Daily Budget Enforcement
Projects can set a daily compute cost limit. The budget is checked at dispatch time (step 3 in the dispatch flow). If the project has exceeded its daily limit, the run is rejected before a machine is provisioned.
Error Classification
The executor classifies container exit codes into categories for appropriate handling:
| Exit Code | Signal | Classification | Action |
|---|---|---|---|
0 | -- | Success | Complete run, return machine to pool |
1-128 | -- | Application error | Retry (respects max_attempts) |
137 | SIGKILL (OOM) | Out of memory | Trigger OOM preset auto-upgrade |
139 | SIGSEGV | Segmentation fault | Fail run, fetch crash logs |
143 | SIGTERM | Graceful termination | Retry with backoff |
On any non-zero exit, the executor fetches crash logs from the Fly API and attaches them to the run record for post-mortem debugging.
OOM Handling and Preset Auto-Upgrade
When a container exits with code 137 (OOM kill), the executor automatically upgrades the machine preset and retries:
micro -> small-1x -> small-2x -> medium-1x -> medium-2x -> large-1x -> large-2x- The upgrade is recorded in
job_preset_recommendationswith a 24-hour decay window. - If the run is already on
large-2x(max preset), it transitions todead_letter. - Historical OOM data influences future runs: if a job has OOM'd within the last 24 hours, new runs start at the recommended preset instead of the configured default.
Crash Diagnostics
When a managed run exits with a non-zero exit code, the executor fetches the container's stdout/stderr logs from the Fly API. These logs are stored on the run record and surfaced through the API, enabling developers to diagnose failures without accessing Fly directly.
Multi-Region Failover
When machine provisioning returns a 503 (region capacity exhaustion), the executor fails over to alternate regions:
- The primary region (from
FLY_REGION) is attempted first. - On
503, the executor retries in configured fallback regions. - The run is snoozed only if all regions are exhausted.

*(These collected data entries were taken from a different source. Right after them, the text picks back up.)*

//! Central binding-layout registry.
//!
//! Every binding set a shader stage may declare is described once here, as a
//! [`BindingSetLayout`] constant. The same description drives:
//!
//! - the wgpu bind-group layout used by the CPU-side uploader
//!   ([`BindingSetLayout::layout_entries`]),
//! - the WGSL declarations shaders import ([`BindingSetLayout::wgsl_module`]),
//! - the reflection check that compares a compiled shader against the layout
//!   ([`check_module`]).
//!
//! Two sets exist: [`VIEW`] for the 3D scene pass and [`UI`] for the UI
//! overlay pass. A shader stage declares at most one of them.

mod layout;
mod reflect;
mod wgsl;

pub use layout::{filtering_sampler, texture_2d, uniform_buffer};
pub use reflect::{check_module, BindingError};

/// Slot of the view/projection uniform block in [`VIEW`].
pub const VIEW_CONSTANTS_SLOT: u32 = 0;
/// Slot of the sampled color texture in [`UI`].
pub const UI_TEXTURE_SLOT: u32 = 0;
/// Slot of the color sampler in [`UI`].
pub const UI_SAMPLER_SLOT: u32 = 1;
/// Slot of the viewport transform uniform block in [`UI`].
pub const UI_VIEWPORT_SLOT: u32 = 2;

/// Type of one member of a uniform block.
///
/// All members are 16-byte aligned, so the CPU `#[repr(C)]` struct and the
/// WGSL uniform layout agree without explicit padding.
#[derive(Debug, Clone, Copy, PartialEq, Eq)]
pub enum MemberType {
    /// `vec4<f32>`
    Vec4,
    /// `mat4x4<f32>`, column-major.
    Mat4,
}

impl MemberType {
    /// Size in bytes inside a uniform block.
    #[must_use]
    pub const fn size(self) -> u64 {
        match self {
            Self::Vec4 => 16,
            Self::Mat4 => 64,
        }
    }

    /// Alignment in bytes inside a uniform block.
    #[must_use]
    pub const fn align(self) -> u64 {
        16
    }

    /// WGSL spelling of the type.
    #[must_use]
    pub const fn wgsl(self) -> &'static str {
        match self {
            Self::Vec4 => "vec4<f32>",
            Self::Mat4 => "mat4x4<f32>",
        }
    }
}

/// One named member of a uniform block.
#[derive(Debug, Clone, Copy, PartialEq, Eq)]
pub struct UniformMember {
    /// Member name as declared in WGSL.
    pub name: &'static str,
    /// Member type.
    pub ty: MemberType,
}

/// The kind of resource bound at a slot.
#[derive(Debug, Clone, Copy, PartialEq, Eq)]
pub enum BindingKind {
    /// A uniform buffer holding a struct with the given members, in order.
    Uniform {
        /// WGSL struct name.
        struct_name: &'static str,
        /// Members in declaration order.
        members: &'static [UniformMember],
    },
    /// A filterable float 2D texture (image data only).
    Texture2d,
    /// A filtering sampler (sampling state only).
    FilteringSampler,
}

impl BindingKind {
    /// Short human-readable name, used in error messages.
    #[must_use]
    pub const fn describe(&self) -> &'static str {
        match self {
            Self::Uniform { .. } => "uniform block",
            Self::Texture2d => "texture_2d<f32>",
            Self::FilteringSampler => "sampler",
        }
    }
}

/// One slot of a binding set.
#[derive(Debug, Clone, Copy, PartialEq, Eq)]
pub struct BindingEntry {
    /// Binding index within the set.
    pub slot: u32,
    /// WGSL variable name.
    pub name: &'static str,
    /// What is bound here.
    pub kind: BindingKind,
}

impl BindingEntry {
    /// Byte offsets of each uniform member, followed by the total block size.
    ///
    /// Returns `None` for non-uniform slots.
    #[must_use]
    pub fn member_offsets(&self) -> Option<(Vec<u64>, u64)> {
        let BindingKind::Uniform { members, .. } = self.kind else {
            return None;
        };
        let mut offsets = Vec::with_capacity(members.len());
        let mut cursor = 0u64;
        for member in members {
            cursor = cursor.next_multiple_of(member.ty.align());
            offsets.push(cursor);
            cursor += member.ty.size();
        }
        // Uniform structs round up to 16 bytes.
        Some((offsets, cursor.next_multiple_of(16)))
    }

    /// Size of the uniform block in bytes, or `None` for non-uniform slots.
    #[must_use]
    pub fn block_size(&self) -> Option<u64> {
        self.member_offsets().map(|(_, size)| size)
    }
}

/// Description of one binding set: its group index, stage visibility, and
/// slots.
#[derive(Debug, Clone, Copy)]
pub struct BindingSetLayout {
    /// Label used for wgpu objects and messages.
    pub label: &'static str,
    /// `naga_oil` import path of the generated WGSL module.
    pub import_path: &'static str,
    /// Bind group index the set occupies in pipelines that use it.
    pub group: u32,
    /// Shader stages that may read the set.
    pub visibility: wgpu::ShaderStages,
    /// Slots, in ascending order.
    pub entries: &'static [BindingEntry],
    /// WGSL helper functions appended after the declarations.
    pub helpers: &'static str,
}

impl BindingSetLayout {
    /// Look up a slot by binding index.
    #[must_use]
    pub fn entry(&self, slot: u32) -> Option<&BindingEntry> {
        self.entries.iter().find(|e| e.slot == slot)
    }
}

const VIEW_MEMBERS: &[UniformMember] = &[
    UniformMember {
        name: "view_matrix",
        ty: MemberType::Mat4,
    },
    UniformMember {
        name: "projection_matrix",
        ty: MemberType::Mat4,
    },
];

const VIEWPORT_MEMBERS: &[UniformMember] = &[UniformMember {
    name: "viewport_transform",
    ty: MemberType::Vec4,
}];

/// View/projection binding set for the 3D scene pass.
pub const VIEW: BindingSetLayout = BindingSetLayout {
    label: "View",
    import_path: "mulch::view",
    group: 0,
    visibility: wgpu::ShaderStages::VERTEX_FRAGMENT,
    entries: &[BindingEntry {
        slot: VIEW_CONSTANTS_SLOT,
        name: "view_constants",
        kind: BindingKind::Uniform {
            struct_name: "ViewConstants",
            members: VIEW_MEMBERS,
        },
    }],
    helpers: "
fn world_to_view(world_position: vec3<f32>) -> vec4<f32> {
    return view_constants.view_matrix * vec4<f32>(world_position, 1.0);
}

fn world_to_clip(world_position: vec3<f32>) -> vec4<f32> {
    return view_constants.projection_matrix * world_to_view(world_position);
}
",
};

/// UI overlay binding set: color texture, sampler, and viewport transform.
pub const UI: BindingSetLayout = BindingSetLayout {
    label: "UI",
    import_path: "mulch::ui",
    group: 0,
    visibility: wgpu::ShaderStages::VERTEX_FRAGMENT,
    entries: &[
        BindingEntry {
            slot: UI_TEXTURE_SLOT,
            name: "color_texture",
            kind: BindingKind::Texture2d,
        },
        BindingEntry {
            slot: UI_SAMPLER_SLOT,
            name: "color_sampler",
            kind: BindingKind::FilteringSampler,
        },
        BindingEntry {
            slot: UI_VIEWPORT_SLOT,
            name: "viewport_constants",
            kind: BindingKind::Uniform {
                struct_name: "ViewportConstants",
                members: VIEWPORT_MEMBERS,
            },
        },
    ],
    helpers: "
// xy: scale, zw: offset
fn ui_to_clip(ui_position: vec2<f32>) -> vec2<f32> {
    let t = viewport_constants.viewport_transform;
    return ui_position * t.xy + t.zw;
}
",
};

/// Every registered binding set.
pub const ALL_SETS: [&BindingSetLayout; 2] = [&VIEW, &UI];

#[cfg(test)]
mod tests {
    use super::*;
    use crate::transform::{ViewUniform, ViewportUniform};

    #[test]
    fn view_block_matches_cpu_struct() {
        let entry = VIEW.entry(VIEW_CONSTANTS_SLOT).unwrap();
        let (offsets, size) = entry.member_offsets().unwrap();
        assert_eq!(offsets, vec![0, 64]);
        assert_eq!(size, size_of::<ViewUniform>() as u64);
    }

    #[test]
    fn viewport_block_matches_cpu_struct() {
        let entry = UI.entry(UI_VIEWPORT_SLOT).unwrap();
        assert_eq!(entry.block_size(), Some(size_of::<ViewportUniform>() as u64));
    }

    #[test]
    fn ui_slots_are_split_texture_sampler_uniform() {
        let kinds: Vec<_> = UI.entries.iter().map(|e| (e.slot, e.kind.describe())).collect();
        assert_eq!(
            kinds,
            vec![(0, "texture_2d<f32>"), (1, "sampler"), (2, "uniform block")]
        );
        assert!(UI.entry(3).is_none());
    }

    #[test]
    fn non_uniform_slots_have_no_block_size() {
        assert_eq!(UI.entry(UI_TEXTURE_SLOT).unwrap().block_size(), None);
        assert_eq!(UI.entry(UI_SAMPLER_SLOT).unwrap().block_size(), None);
    }
}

This prevents regional outages from blocking execution when capacity is available elsewhere.
Budget Reservation
Budget enforcement uses a two-phase atomic reservation model to prevent over-spend under concurrent dispatch:
- Reserve: Before provisioning a machine, the executor atomically reserves estimated cost against the project's daily budget. If the reservation would exceed the budget, the run is rejected.

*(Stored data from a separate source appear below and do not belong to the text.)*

//! wgpu-side owners of the binding sets.
//!
//! - [`ViewBlock`]: the `VIEW` layout plus one uniform buffer per view per
//!   frame ([`UniformRing`]).
//! - [`UiBlock`]: the `UI` layout plus the shared viewport buffer;
//!   [`UiDrawBinding`] supplies the texture and sampler per draw.
//! - [`ShaderComposer`]: `naga_oil` composer with the registry's WGSL
//!   modules importable, checking composed shaders against the registry.

/// WGSL shader composition with `#import` support via naga-oil.
pub mod shader_composer;
pub mod texture;
pub mod ui_block;
pub mod uniform_ring;
pub mod view_block;

pub use shader_composer::{BundledShader, ShaderComposer, BUNDLED_SHADERS};
pub use texture::{
    create_color_texture, create_ui_sampler, ColorTexture, UI_TEXTURE_FORMAT,
};
pub use ui_block::{UiBlock, UiDrawBinding, ViewportTracker};
pub use uniform_ring::{UniformRing, UniformSlot};
pub use view_block::{ViewBlock, ViewSlot};
//! HTTP API server with observability for the bookstore admin core.
//!
//! Provides REST endpoints for the customer and order status admin screens,
//! with structured logging (tracing) and Prometheus metrics.

pub mod config;
pub mod demo;
pub mod error;
pub mod routes;

use std::sync::Arc;

use axum::Router;
use axum::routing::get;
use domain::{CascadingDeleter, CustomerService, OrderStatusWorkflow};
use metrics_exporter_prometheus::PrometheusHandle;
use row_store::RowSource;
use tower_http::cors::{Any, CorsLayer};
use tower_http::trace::TraceLayer;

use config::Config;
use routes::AppState;

/// Creates the Axum application router with all routes and shared state.
pub fn create_app<S: RowSource + Clone + 'static>(
    state: Arc<AppState<S>>,
    metrics_handle: PrometheusHandle,
) -> Router {
    let metrics_router = Router::new()
        .route("/metrics", get(routes::metrics::render))
        .with_state(metrics_handle);

    Router::new()
        .route("/health", get(routes::health::check::<S>))
        .route(
            "/customers",
            get(routes::customers::list::<S>).post(routes::customers::create::<S>),
        )
        .route(
            "/customers/{id}",
            get(routes::customers::get::<S>)
                .put(routes::customers::edit::<S>)
                .delete(routes::customers::delete::<S>),
        )
        .route("/customers/{id}/orders", get(routes::customers::orders::<S>))
        .route("/countries", get(routes::customers::countries::<S>))
        .route(
            "/orders/{id}/status",
            get(routes::orders::status::<S>).post(routes::orders::change_status::<S>),
        )
        .route("/orders/{id}/history", get(routes::orders::history::<S>))
        .with_state(state)
        .merge(metrics_router)
        .layer(
            CorsLayer::new()
                .allow_origin(Any)
                .allow_methods(Any)
                .allow_headers(Any),
        )
        .layer(TraceLayer::new_for_http())
}

/// Creates the application state over a row source, applying the configured
/// page size and status policy.
pub fn create_default_state<S: RowSource + Clone + 'static>(
    source: S,
    config: &Config,
) -> Arc<AppState<S>> {
    Arc::new(AppState {
        customers: CustomerService::new(source.clone()),
        deleter: CascadingDeleter::new(source.clone()),
        workflow: OrderStatusWorkflow::with_policy(source.clone(), config.status_policy()),
        source,
        default_page_size: config.default_page_size,
    })
}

- Commit: After the run completes, the reservation is replaced with the actual computed cost.
A soft-limit warning fires at 80% of the daily budget, emitting a structured log and metric alert before runs start being rejected.
Resource Monitoring
The SDK resource monitoring endpoint (/sdk/v1/runs/{runID}/resources) accepts in-container resource usage reports from the SDK.
How It Works
- The executor injects
STRAIT_MEMORY_LIMIT_MBinto the container environment, set to the preset's memory allocation. - The Python and TypeScript SDKs start a background monitor at 5-second intervals that reads container memory usage from
/sys/fs/cgroup. - At 80% memory utilization, the SDK emits a warning log.
- At 90% memory utilization, the SDK emits an error log.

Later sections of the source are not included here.